As can also be appreciated by one of skill in the art, a speech
recognition application 128 may be able to reduce the size of a
list of candidate characters, even if a particular character cannot
be identified from that list. For example, where the speech
recognition application 128 is able to associate speech input by
the user with a subset of the list of candidate characters, the
revised list may comprise that subset of characters. Accordingly, a
speech recognition application 128 may serve to eliminate from a
list of candidates those words or characters that have a spoken
sound that is different from the spoken sound of the desired word
or character. Accordingly, the number of candidates that a user
must (at least at this point) search in order to find a desired
word or character is reduced. At least a portion of the revised
list is then displayed to the user (step 328). Should the revised
list contain too many candidates to be displayed by a user output
116, such as a liquid crystal display 216, simultaneously, the user
may again scroll through that list.
[0023] At step 332, a determination may again be made as to whether
the user has selected one of the candidate characters.
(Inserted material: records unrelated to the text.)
use remote_collection::{parse_timestamp, Entity, Filterable};
use serde::{Deserialize, Serialize};

use super::{choice_label, DIVISIONS};

#[derive(Debug, Clone, PartialEq, Serialize, Deserialize)]
#[serde(rename_all = "camelCase")]
pub struct Member {
    pub id: String,
    /// Student number (NIM)
    pub username: String,
    #[serde(default)]
    pub full_name: String,
    #[serde(default)]
    pub role: String,
    #[serde(default)]
    pub expert_division: Option<String>,
    #[serde(default)]
    pub department: Option<String>,
    #[serde(default)]
    pub email: Option<String>,
    #[serde(default)]
    pub phone_number: Option<String>,
    #[serde(default)]
    pub social_media_link: Option<String>,
    #[serde(default)]
    pub is_active: bool,
    #[serde(default)]
    pub created_at: Option<String>,
}

impl Member {
    /// `Full Name (Division)` for PIC pickers
    pub fn option_label(&self) -> String {
        match self.expert_division.as_deref().filter(|d| !d.is_empty()) {
            Some(division) => format!("{} ({})", self.full_name, choice_label(DIVISIONS, division)),
            None => self.full_name.clone(),
        }
    }
}

impl Entity for Member {
    type Id = String;

    fn id(&self) -> &String {
        &self.id
    }
}

impl Filterable for Member {
    fn field(&self, name: &str) -> Option<&str> {
        match name {
            "fullName" => Some(&self.full_name),
            "username" => Some(&self.username),
            "email" => self.email.as_deref(),
            "expertDivision" => self.expert_division.as_deref(),
            _ => None,
        }
    }

    fn sort_name(&self) -> &str {
        &self.full_name
    }

    fn sort_time(&self) -> Option<i64> {
        self.created_at.as_deref().and_then(parse_timestamp)
    }
}

#[cfg(test)]
mod tests {
    use super::*;
    use remote_collection::{derive, FilterCriteria, FilterValue, SortSpec};
    use serde_json::json;

    #[test]
    fn test_search_by_nim_and_division_filter() {
        let members: Vec<Member> = serde_json::from_value(json!([
            {"id": "1", "username": "2201001", "fullName": "Rina", "expertDivision": "GIS", "email": null},
            {"id": "2", "username": "2201002", "fullName": "Budi", "expertDivision": "BIG_DATA", "email": "budi@lab.id"}
        ]))
        .unwrap();
        let by_nim = FilterCriteria::new(&["fullName", "username", "email"]).with_search("1002");
        assert_eq!(derive(&members, &by_nim, SortSpec::NameAsc)[0].id, "2");

        let gis = FilterCriteria::new(&["fullName"]).with_filter("expertDivision", FilterValue::Exact("GIS".into()));
        assert_eq!(derive(&members, &gis, SortSpec::NameAsc)[0].id, "1");
    }

    #[test]
    fn test_option_label_names_division() {
        let with: Member = serde_json::from_value(json!({
            "id": "m1", "username": "2201001", "fullName": "Rina Putri", "expertDivision": "CYBER_SECURITY"
        }))
        .unwrap();
        assert_eq!(with.option_label(), "Rina Putri (Cyber Security)");

        let without: Member = serde_json::from_value(json!({"id": "m2", "username": "2201002", "fullName": "Budi"})).unwrap();
        assert_eq!(without.option_label(), "Budi");
    }
}
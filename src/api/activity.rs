//! Activity Log Endpoints

use chrono::Utc;
use remote_collection::{CollectionQuery, Fallback};
use std::rc::Rc;

use super::{HttpClient, RemoteList, DASHBOARD_SUMMARY};
use crate::models::ActivityLog;

pub const ACTIVITY_LOGS: &str = "/activity-logs";

/// Logs list that falls back to the summary's recent activity when the
/// log endpoint has nothing
pub fn activity_list(client: Rc<HttpClient>) -> RemoteList<ActivityLog> {
    let fallback = Fallback::new(DASHBOARD_SUMMARY, |body| ActivityLog::from_summary(body, Utc::now()));
    RemoteList::new(client, ACTIVITY_LOGS, CollectionQuery::all())
        .with_fallback(fallback)
        .with_load_error("Failed to load activity logs")
}
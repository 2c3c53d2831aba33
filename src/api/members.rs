//! Member Endpoints

use remote_collection::{decode_collection, ActionRequest, ApiClient, ApiResult, CollectionQuery};
use std::rc::Rc;

use super::{HttpClient, RemoteList};
use crate::models::Member;

pub const MEMBERS: &str = "/members";

pub fn member_list(client: Rc<HttpClient>, page_size: u32) -> RemoteList<Member> {
    RemoteList::new(client, MEMBERS, CollectionQuery::page(0, page_size)).with_load_error("Failed to load members")
}

pub fn delete_member(id: &str) -> ActionRequest<Member> {
    ActionRequest::delete(id.to_string(), member_path(id))
}

fn member_path(id: &str) -> String {
    format!("{}/{}", MEMBERS, id)
}

/// One page of members for the PIC pickers
pub async fn fetch_member_options(client: &HttpClient, page_size: u32) -> ApiResult<Vec<Member>> {
    let body = client.get(&CollectionQuery::page(0, page_size).to_path(MEMBERS)).await?;
    let (members, _) = decode_collection(body)?;
    Ok(members)
}

pub async fn fetch_member(client: &HttpClient, id: &str) -> ApiResult<Member> {
    let body = client.get(&member_path(id)).await?;
    Ok(serde_json::from_value(body)?)
}

#[cfg(test)]
mod tests {
    use super::*;

    #[test]
    fn test_member_paths() {
        assert_eq!(member_path("m7"), "/members/m7");
        assert_eq!(CollectionQuery::page(0, 1000).to_path(MEMBERS), "/members?page=0&size=1000");
        assert_eq!(delete_member("m7").path, "/members/m7");
    }
}
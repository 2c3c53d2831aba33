//! Period Endpoints

use remote_collection::{ActionKind, ActionRequest, ApiResult, CollectionQuery, Method, Placement, Reconcile};
use std::rc::Rc;

use super::{HttpClient, RemoteList};
use crate::models::{CreatePeriodRequest, Period};

pub const PERIODS: &str = "/periods";

pub fn period_list(client: Rc<HttpClient>) -> RemoteList<Period> {
    RemoteList::new(client, PERIODS, CollectionQuery::all()).with_load_error("Failed to load periods")
}

pub fn create_period(request: &CreatePeriodRequest) -> ApiResult<ActionRequest<Period>> {
    request.validate()?;
    Ok(ActionRequest::create(PERIODS, serde_json::to_value(request)?, Placement::Prepend))
}

/// Activating one period deactivates the others, so the list is refetched
pub fn activate_period(id: &str) -> ActionRequest<Period> {
    ActionRequest::transition(ActionKind::Activate, id.to_string(), Method::Patch, format!("{}/{}/activate", PERIODS, id))
        .with_reconcile(Reconcile::Refetch)
}

pub fn archive_period(id: &str) -> ActionRequest<Period> {
    ActionRequest::transition(ActionKind::Archive, id.to_string(), Method::Patch, format!("{}/{}/archive", PERIODS, id))
}

pub fn delete_period(id: &str) -> ActionRequest<Period> {
    ActionRequest::delete(id.to_string(), format!("{}/{}", PERIODS, id))
}

#[cfg(test)]
mod tests {
    use super::*;

    #[test]
    fn test_transition_paths() {
        let activate = activate_period("pe1");
        assert_eq!(activate.method, Method::Patch);
        assert_eq!(activate.path, "/periods/pe1/activate");
        assert!(matches!(activate.reconcile, Reconcile::Refetch));

        let archive = archive_period("pe1");
        assert_eq!(archive.path, "/periods/pe1/archive");
        assert!(matches!(archive.reconcile, Reconcile::Replace { .. }));
    }

    #[test]
    fn test_create_validates_first() {
        assert!(create_period(&CreatePeriodRequest::default()).is_err());
    }
}
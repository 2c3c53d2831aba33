//! List Handle
//!
//! Binds a `ListController` to the Leptos owner of a page. The controller
//! is not `Send`, so it is stored locally; a version signal bumped by its
//! subscription makes views re-read it.

use leptos::prelude::*;
use leptos::task::spawn_local;
use remote_collection::{
    ActionKind, ActionOutcome, ActionRequest, ApiResult, Entity, FilterCriteria, Filterable, ModalSlot, ModalWorkflow,
    Reconcile, RemoteCollection, SortSpec,
};
use serde::de::DeserializeOwned;
use serde_json::Value;
use std::future::Future;
use std::rc::Rc;

use crate::api::{HttpClient, RemoteList};
use crate::context::use_app_context;
use crate::store::{notify_error, notify_success, use_ui_store, UiStore};

/// Toast texts for one action
#[derive(Clone, Copy, Debug)]
pub struct Notice {
    pub success: &'static str,
    pub failure: &'static str,
}

impl Notice {
    pub const fn new(success: &'static str, failure: &'static str) -> Self {
        Self { success, failure }
    }
}

pub struct ListHandle<T: Entity + 'static> {
    controller: StoredValue<RemoteList<T>, LocalStorage>,
    version: RwSignal<u32>,
    toasts: UiStore,
}

impl<T: Entity + 'static> Clone for ListHandle<T> {
    fn clone(&self) -> Self {
        *self
    }
}

impl<T: Entity + 'static> Copy for ListHandle<T> {}

/// Build the page's controller, subscribe to it and start the first fetch
pub fn use_list_controller<T>(build: impl FnOnce(Rc<HttpClient>) -> RemoteList<T>) -> ListHandle<T>
where
    T: Entity + DeserializeOwned + 'static,
{
    let ctx = use_app_context();
    let controller = build(ctx.client());
    let version = RwSignal::new(0u32);
    let subscription = controller.subscribe(move || {
        version.try_update(|v| *v = v.wrapping_add(1));
    });
    let stored = StoredValue::new_local(controller);
    on_cleanup(move || {
        stored.try_with_value(|c| c.unsubscribe(subscription));
    });

    let handle = ListHandle { controller: stored, version, toasts: use_ui_store() };
    handle.refresh();
    handle
}

impl<T> ListHandle<T>
where
    T: Entity + DeserializeOwned + 'static,
{
    fn controller(&self) -> RemoteList<T> {
        self.controller.get_value()
    }

    /// Read the collection, tracking changes
    pub fn with_collection<R>(&self, f: impl FnOnce(&RemoteCollection<T>) -> R) -> R {
        self.version.track();
        self.controller.with_value(|c| c.collection().read(f))
    }

    /// Read the modal state, tracking changes
    pub fn with_modals<R>(&self, f: impl FnOnce(&ModalWorkflow<T>) -> R) -> R {
        self.version.track();
        self.controller.with_value(|c| c.modals().read(f))
    }

    /// Read the modal state without tracking, for event handlers
    pub fn peek_modals<R>(&self, f: impl FnOnce(&ModalWorkflow<T>) -> R) -> R {
        self.controller.with_value(|c| c.modals().read(f))
    }

    pub fn update_modals<R>(&self, f: impl FnOnce(&mut ModalWorkflow<T>) -> R) -> R {
        self.controller.with_value(|c| c.modals().update(f))
    }

    pub fn rows(&self, criteria: &FilterCriteria, sort: SortSpec) -> Vec<T>
    where
        T: Filterable,
    {
        self.version.track();
        self.controller.with_value(|c| c.visible(criteria, sort))
    }

    pub fn is_loading(&self) -> bool {
        self.with_collection(|c| c.is_loading)
    }

    pub fn error(&self) -> Option<String> {
        self.with_collection(|c| c.error.clone())
    }

    pub fn is_busy(&self) -> bool {
        self.with_collection(|c| c.is_busy())
    }

    pub fn is_pending_for(&self, kind: ActionKind, id: &T::Id) -> bool {
        self.with_collection(|c| c.is_pending_for(kind, id))
    }

    pub fn is_empty(&self) -> bool {
        self.with_collection(|c| c.items.is_empty())
    }

    // ========================
    // Modals
    // ========================

    pub fn open(&self, slot: ModalSlot, entity: T) {
        self.update_modals(|m| m.open(slot, entity));
    }

    pub fn open_blank(&self, slot: ModalSlot) {
        self.update_modals(|m| m.open_blank(slot));
    }

    pub fn cancel(&self, slot: ModalSlot) {
        self.update_modals(|m| m.cancel(slot));
    }

    pub fn is_open(&self, slot: ModalSlot) -> bool {
        self.with_modals(|m| m.is_open(slot))
    }

    pub fn target(&self, slot: ModalSlot) -> Option<T> {
        self.with_modals(|m| m.target(slot).cloned())
    }

    // ========================
    // Server round trips
    // ========================

    pub fn refresh(&self) {
        let controller = self.controller();
        spawn_local(async move {
            controller.refresh().await;
        });
    }

    /// Run `request`; toasts the outcome
    pub fn dispatch(&self, request: ActionRequest<T>, notice: Notice) {
        let controller = self.controller();
        let toasts = self.toasts;
        spawn_local(async move {
            report(&toasts, controller.dispatch(request).await, notice);
        });
    }

    /// Run `request` for the entity in `slot`; the slot closes on success
    pub fn dispatch_from_modal(&self, slot: ModalSlot, request: ActionRequest<T>, notice: Notice) {
        self.dispatch_from_modal_then(slot, request, notice, || ());
    }

    pub fn dispatch_from_modal_then(
        &self,
        slot: ModalSlot,
        request: ActionRequest<T>,
        notice: Notice,
        on_success: impl FnOnce() + 'static,
    ) {
        let controller = self.controller();
        let toasts = self.toasts;
        spawn_local(async move {
            if report(&toasts, controller.dispatch_from_modal(slot, request).await, notice) {
                on_success();
            }
        });
    }

    /// Like [`dispatch_from_modal`](Self::dispatch_from_modal) for a
    /// request the caller sends itself, such as a multipart upload
    pub fn dispatch_with<F>(
        &self,
        slot: ModalSlot,
        kind: ActionKind,
        entity_id: Option<T::Id>,
        reconcile: Reconcile<T>,
        send: F,
        notice: Notice,
    ) where
        F: Future<Output = ApiResult<Option<Value>>> + 'static,
    {
        let controller = self.controller();
        let toasts = self.toasts;
        spawn_local(async move {
            let result = controller.dispatch_with(kind, entity_id, reconcile, send).await;
            if report(&toasts, result, notice) {
                controller.modals().update(|m| m.complete(slot));
            }
        });
    }

    /// Toast a client-side validation failure without sending anything
    pub fn reject_input(&self, message: String) {
        notify_error(&self.toasts, message);
    }
}

/// Toast the result; true when the server accepted the mutation
fn report<T>(toasts: &UiStore, result: ApiResult<ActionOutcome<T>>, notice: Notice) -> bool {
    match result {
        Ok(outcome) if outcome.succeeded() => {
            notify_success(toasts, notice.success);
            true
        }
        Ok(_) => false,
        Err(err) => {
            if !err.is_unauthorized() {
                notify_error(toasts, err.user_message(notice.failure));
            }
            false
        }
    }
}
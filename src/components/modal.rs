//! Modal Components
//!
//! Overlay dialog shell and a confirm dialog built on it.

use leptos::prelude::*;

/// Overlay dialog; clicking the backdrop or × calls `on_close`
#[component]
pub fn Modal(
    #[prop(into)] title: Signal<String>,
    #[prop(into)] open: Signal<bool>,
    #[prop(into)] on_close: Callback<()>,
    children: ChildrenFn,
) -> impl IntoView {
    view! {
        <Show when=move || open.get()>
            <div class="modal-backdrop" on:click=move |_| on_close.run(())>
                <div class="modal" on:click=|ev| ev.stop_propagation()>
                    <div class="modal-header">
                        <h2>{move || title.get()}</h2>
                        <button class="modal-close" on:click=move |_| on_close.run(())>"×"</button>
                    </div>
                    <div class="modal-body">{children()}</div>
                </div>
            </div>
        </Show>
    }
}

/// Confirmation dialog. Closing it never runs `on_confirm`.
#[component]
pub fn ConfirmModal(
    #[prop(into)] title: Signal<String>,
    #[prop(into)] message: Signal<String>,
    #[prop(into)] open: Signal<bool>,
    #[prop(into)] busy: Signal<bool>,
    #[prop(into)] on_confirm: Callback<()>,
    #[prop(into)] on_cancel: Callback<()>,
    #[prop(default = "Delete")] confirm_label: &'static str,
) -> impl IntoView {
    view! {
        <Modal title=title open=open on_close=on_cancel>
            <p class="confirm-message">{move || message.get()}</p>
            <div class="modal-actions">
                <button class="btn btn-secondary" on:click=move |_| on_cancel.run(()) disabled=move || busy.get()>
                    "Cancel"
                </button>
                <button class="btn btn-danger" on:click=move |_| on_confirm.run(()) disabled=move || busy.get()>
                    {move || if busy.get() { "Working..." } else { confirm_label }}
                </button>
            </div>
        </Modal>
    }
}
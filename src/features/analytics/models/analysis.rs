use std::collections::BTreeMap;

use serde::{Deserialize, Serialize};
use thiserror::Error;
use utoipa::ToSchema;

use crate::features::files::models::FileType;

/// Errors local to one analysis run. The orchestrator converts these into
/// a `failed` record status; they never cross a request boundary directly.
#[derive(Debug, Error)]
pub enum EngineError {
    #[error("Unsupported file type: {0}")]
    UnsupportedType(FileType),

    /// Underlying decode error text, surfaced verbatim to the record
    #[error("{0}")]
    Parse(String),
}

/// Closed set of column data types reported in analysis metadata
#[derive(Debug, Clone, Copy, PartialEq, Eq, Serialize, Deserialize, ToSchema)]
#[serde(rename_all = "snake_case")]
pub enum ColumnType {
    Integer,
    Float,
    Boolean,
    Text,
    Datetime,
}

impl ColumnType {
    pub fn is_numeric(&self) -> bool {
        matches!(self, ColumnType::Integer | ColumnType::Float)
    }
}

/// Table-level metadata produced by the engine
#[derive(Debug, Clone, PartialEq, Serialize, Deserialize, ToSchema)]
pub struct AnalysisMetadata {
    /// Column names in table order
    pub columns: Vec<String>,
    pub row_count: u64,
    pub column_count: u64,
    pub dtypes: BTreeMap<String, ColumnType>,
    /// Best-effort in-memory footprint of the loaded table in bytes
    pub estimated_size_bytes: u64,
}

/// Summary statistics over the non-null values of a numeric column.
/// Every field is None when the column holds no non-null values.
#[derive(Debug, Clone, PartialEq, Serialize, Deserialize, ToSchema)]
pub struct NumericSummary {
    pub mean: Option<f64>,
    pub median: Option<f64>,
    /// Sample (n-1) standard deviation
    pub std: Option<f64>,
    pub min: Option<f64>,
    pub max: Option<f64>,
    pub q25: Option<f64>,
    pub q75: Option<f64>,
}

/// Per-column results. `summary` is `None` for non-numeric columns: a typed
/// "not applicable", not a missing key.
#[derive(Debug, Clone, PartialEq, Serialize, Deserialize, ToSchema)]
pub struct ColumnSummary {
    pub dtype: ColumnType,
    /// Count of null/NaN/empty entries
    pub missing_count: u64,
    /// Count of distinct non-null values
    pub unique_count: u64,
    pub summary: Option<NumericSummary>,
}

/// Full engine output for one file
#[derive(Debug, Clone, PartialEq, Serialize, Deserialize, ToSchema)]
pub struct Analysis {
    pub metadata: AnalysisMetadata,
    /// Keyed by column name; ordering lives in `metadata.columns`
    pub results: BTreeMap<String, ColumnSummary>,
}
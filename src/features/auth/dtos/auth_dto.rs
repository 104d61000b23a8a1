use chrono::{DateTime, Utc};
use serde::{Deserialize, Serialize};
use utoipa::ToSchema;
use uuid::Uuid;
use validator::Validate;

/// Request DTO for user registration
#[derive(Debug, Deserialize, Validate, ToSchema)]
pub struct RegisterRequestDto {
    /// Desired username
    #[validate(length(min = 3, max = 50, message = "username must be 3-50 characters"))]
    #[validate(regex(
        path = *crate::shared::validation::USERNAME_REGEX,
        message = "username may only contain letters, digits and underscores"
    ))]
    pub username: String,

    /// Account email address
    #[validate(email(message = "invalid email address"))]
    pub email: String,

    /// Plaintext password
    #[validate(length(min = 8, max = 128, message = "password must be 8-128 characters"))]
    pub password: String,

    /// Optional display name
    #[validate(length(max = 255))]
    pub full_name: Option<String>,
}

/// Request DTO for login
#[derive(Debug, Deserialize, Validate, ToSchema)]
pub struct LoginRequestDto {
    #[validate(length(min = 1, message = "username is required"))]
    pub username: String,
    #[validate(length(min = 1, message = "password is required"))]
    pub password: String,
}

/// Request DTO for refreshing an access token
#[derive(Debug, Deserialize, Validate, ToSchema)]
pub struct RefreshTokenRequestDto {
    #[validate(length(min = 1, message = "refresh_token is required"))]
    pub refresh_token: String,
}

/// Token pair returned by register/login/refresh
#[derive(Debug, Serialize, Deserialize, ToSchema)]
pub struct AuthResponseDto {
    pub access_token: String,
    pub refresh_token: String,
    pub token_type: String,
    /// Access token lifetime in seconds
    pub expires_in: u64,
    pub user: AuthUserDto,
}

/// User summary embedded in auth responses
#[derive(Debug, Serialize, Deserialize, ToSchema)]
pub struct AuthUserDto {
    pub id: Uuid,
    pub username: String,
    pub email: String,
    pub full_name: Option<String>,
    pub created_at: DateTime<Utc>,
}

/// Response DTO for the /me endpoint
#[derive(Debug, Serialize, Deserialize, ToSchema)]
pub struct MeResponseDto {
    pub id: Uuid,
    pub username: String,
    pub is_superuser: bool,
}
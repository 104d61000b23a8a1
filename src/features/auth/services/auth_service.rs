use std::sync::Arc;

use crate::core::error::{AppError, Result};
use crate::features::auth::dtos::{
    AuthResponseDto, AuthUserDto, LoginRequestDto, MeResponseDto, RefreshTokenRequestDto,
    RegisterRequestDto,
};
use crate::features::auth::model::AuthenticatedUser;
use crate::features::auth::services::password;
use crate::features::auth::services::TokenService;
use crate::features::users::models::{CreateUser, User};
use crate::features::users::services::UserService;

/// Service for authentication operations (register, login, refresh)
pub struct AuthService {
    user_service: Arc<UserService>,
    token_service: Arc<TokenService>,
    default_storage_quota_bytes: i64,
}

impl AuthService {
    pub fn new(
        user_service: Arc<UserService>,
        token_service: Arc<TokenService>,
        default_storage_quota_bytes: i64,
    ) -> Self {
        Self {
            user_service,
            token_service,
            default_storage_quota_bytes,
        }
    }

    /// Register a new user
    pub async fn register(&self, dto: RegisterRequestDto) -> Result<AuthResponseDto> {
        let password_hash = password::hash_password(&dto.password)?;

        let user = self
            .user_service
            .create(CreateUser {
                username: dto.username,
                email: dto.email,
                password_hash,
                full_name: dto.full_name,
                storage_quota_bytes: self.default_storage_quota_bytes,
            })
            .await?;

        self.to_auth_response(user)
    }

    /// Login with username and password
    pub async fn login(&self, dto: LoginRequestDto) -> Result<AuthResponseDto> {
        let user = self
            .user_service
            .find_by_username(&dto.username)
            .await?
            .ok_or_else(|| AppError::Unauthorized("Invalid credentials".to_string()))?;

        if !password::verify_password(&dto.password, &user.password_hash)? {
            return Err(AppError::Unauthorized("Invalid credentials".to_string()));
        }

        if !user.is_active {
            return Err(AppError::Forbidden("Account is disabled".to_string()));
        }

        self.to_auth_response(user)
    }

    /// Exchange a refresh token for a fresh token pair
    pub async fn refresh_token(&self, dto: RefreshTokenRequestDto) -> Result<AuthResponseDto> {
        let user_id = self.token_service.verify_refresh_token(&dto.refresh_token)?;

        let user = self.user_service.get_by_id(user_id).await?;
        if !user.is_active {
            return Err(AppError::Forbidden("Account is disabled".to_string()));
        }

        self.to_auth_response(user)
    }

    /// Current user info (for /me)
    pub fn current_user(&self, user: AuthenticatedUser) -> MeResponseDto {
        MeResponseDto {
            id: user.user_id,
            username: user.username,
            is_superuser: user.is_superuser,
        }
    }

    fn to_auth_response(&self, user: User) -> Result<AuthResponseDto> {
        let tokens = self.token_service.issue_tokens(&user)?;

        Ok(AuthResponseDto {
            access_token: tokens.access_token,
            refresh_token: tokens.refresh_token,
            token_type: "Bearer".to_string(),
            expires_in: tokens.expires_in,
            user: AuthUserDto {
                id: user.id,
                username: user.username,
                email: user.email,
                full_name: user.full_name,
                created_at: user.created_at,
            },
        })
    }
}
use crate::core::config::DatabaseConfig;
use sqlx::{postgres::PgPoolOptions, PgPool};
use std::time::Duration;

pub async fn create_pool(config: &DatabaseConfig) -> Result<PgPool, sqlx::Error> {
    let pool = PgPoolOptions::new()
        .max_connections(config.max_connections)
        .min_connections(config.min_connections)
        .acquire_timeout(Duration::from_secs(config.acquire_timeout_secs))
        .idle_timeout(Duration::from_secs(config.idle_timeout_secs))
        .max_lifetime(Duration::from_secs(config.max_lifetime_secs))
        .connect(&config.url)
        .await?;

    tracing::debug!(
        "Database pool ready (max_connections={})",
        config.max_connections
    );

    Ok(pool)
}
mod analysis_handler;

pub use analysis_handler::*;
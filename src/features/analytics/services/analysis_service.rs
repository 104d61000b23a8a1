use sqlx::PgPool;
use uuid::Uuid;

use crate::core::error::{AppError, Result};
use crate::features::analytics::models::Analysis;
use crate::features::files::models::{File, FileStatus};

/// Service for analysis status transitions and result persistence.
///
/// All writes go through single conditional statements so the
/// uploaded/processing/completed/failed state machine holds under
/// concurrent triggers.
pub struct AnalysisService {
    pool: PgPool,
}

impl AnalysisService {
    pub fn new(pool: PgPool) -> Self {
        Self { pool }
    }

    /// Claim a file for processing.
    ///
    /// One conditional UPDATE performs the status check and the transition,
    /// so of two concurrent triggers exactly one claims the row. Re-analysis
    /// is allowed from any non-processing state; the same statement clears
    /// previous results so a re-run can never expose a stale mix.
    pub async fn claim_for_processing(&self, file_id: Uuid, owner_id: Uuid) -> Result<File> {
        let claimed = sqlx::query_as::<_, File>(
            r#"
            UPDATE files
            SET status = $3,
                processing_started_at = NOW(),
                processing_completed_at = NULL,
                error_message = NULL,
                analysis_metadata = NULL,
                analysis_results = NULL,
                row_count = NULL,
                column_count = NULL,
                updated_at = NOW()
            WHERE id = $1
              AND owner_id = $2
              AND is_deleted = FALSE
              AND status <> $4
            RETURNING *
            "#,
        )
        .bind(file_id)
        .bind(owner_id)
        .bind(FileStatus::Processing)
        .bind(FileStatus::Processing)
        .fetch_optional(&self.pool)
        .await?;

        if let Some(file) = claimed {
            tracing::info!("Analysis claimed: file={}", file.id);
            return Ok(file);
        }

        // No row: either the record is invisible to this user or it is
        // already being processed. Distinguish the two for the caller.
        let existing = sqlx::query_scalar::<_, FileStatus>(
            r#"
            SELECT status FROM files
            WHERE id = $1 AND owner_id = $2 AND is_deleted = FALSE
            "#,
        )
        .bind(file_id)
        .bind(owner_id)
        .fetch_optional(&self.pool)
        .await?;

        match existing {
            Some(FileStatus::Processing) => Err(AppError::AlreadyProcessing(
                "File is already being processed".to_string(),
            )),
            _ => Err(AppError::NotFound("File not found".to_string())),
        }
    }

    /// Persist a successful run: analysis documents, derived counts,
    /// completion timestamp and the completed status in one statement.
    pub async fn mark_completed(&self, file_id: Uuid, analysis: &Analysis) -> Result<()> {
        let metadata = serde_json::to_value(&analysis.metadata)
            .map_err(|e| AppError::Internal(format!("Failed to serialize metadata: {}", e)))?;
        let results = serde_json::to_value(&analysis.results)
            .map_err(|e| AppError::Internal(format!("Failed to serialize results: {}", e)))?;

        sqlx::query(
            r#"
            UPDATE files
            SET status = $2,
                analysis_metadata = $3,
                analysis_results = $4,
                row_count = $5,
                column_count = $6,
                processing_completed_at = NOW(),
                updated_at = NOW()
            WHERE id = $1
            "#,
        )
        .bind(file_id)
        .bind(FileStatus::Completed)
        .bind(metadata)
        .bind(results)
        .bind(analysis.metadata.row_count as i64)
        .bind(analysis.metadata.column_count as i32)
        .execute(&self.pool)
        .await?;

        tracing::info!("Analysis completed: file={}", file_id);
        Ok(())
    }

    /// Persist a failed run with the engine's message text
    pub async fn mark_failed(&self, file_id: Uuid, error_message: &str) -> Result<()> {
        sqlx::query(
            r#"
            UPDATE files
            SET status = $2,
                error_message = $3,
                processing_completed_at = NOW(),
                updated_at = NOW()
            WHERE id = $1
            "#,
        )
        .bind(file_id)
        .bind(FileStatus::Failed)
        .bind(error_message)
        .execute(&self.pool)
        .await?;

        tracing::warn!("Analysis failed: file={}, error={}", file_id, error_message);
        Ok(())
    }
}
This
determination may be made either after it is determined that the
user has not provided speech in order to produce the list of
candidate characters, or after creating a revised list of candidate
list of characters at step 328. If the user has selected a listed
character, the process ends. The user may then exit the text mode
or begin the process of selecting a next character.
[0024] If the user has not yet selected a listed character, the
process may return to step 304, at which point the user may enter
an additional component, such as an additional letter, stroke or
word shape. The list of characters that may then be created at step
308 comprises a revised list of characters to reflect the
additional component that has now been specified by the user. For
instance, where a user has specified two letters or word shapes,
those letters or word shapes may be required in each of the
candidate characters. The resulting list may then be displayed, at
least in part (step 312). After displaying the revised list to the
user at step 312, the user may make another attempt at providing
speech input in order to further reduce the number of candidate
characters in the list (step 320). Alternatively, if a selection of
a listed character is not made by the user at step 332, the user
may decide not to provide additional input in the form of an
additional component of the desired composite character at step 312
and may instead proceed to step 320, to make another attempt at
narrowing the list of candidates by providing speech input. If
additional speech input is provided, that input may be used to
create a revised list of candidate characters (step 324) and that
revised list can be displayed at least in part, to the user (step
328). Accordingly, it can be appreciated that multiple iterations
of specifying components of a word or character and/or providing
speech to identify a desired word or character or to at least
reduce the size of the list of candidates, can be performed.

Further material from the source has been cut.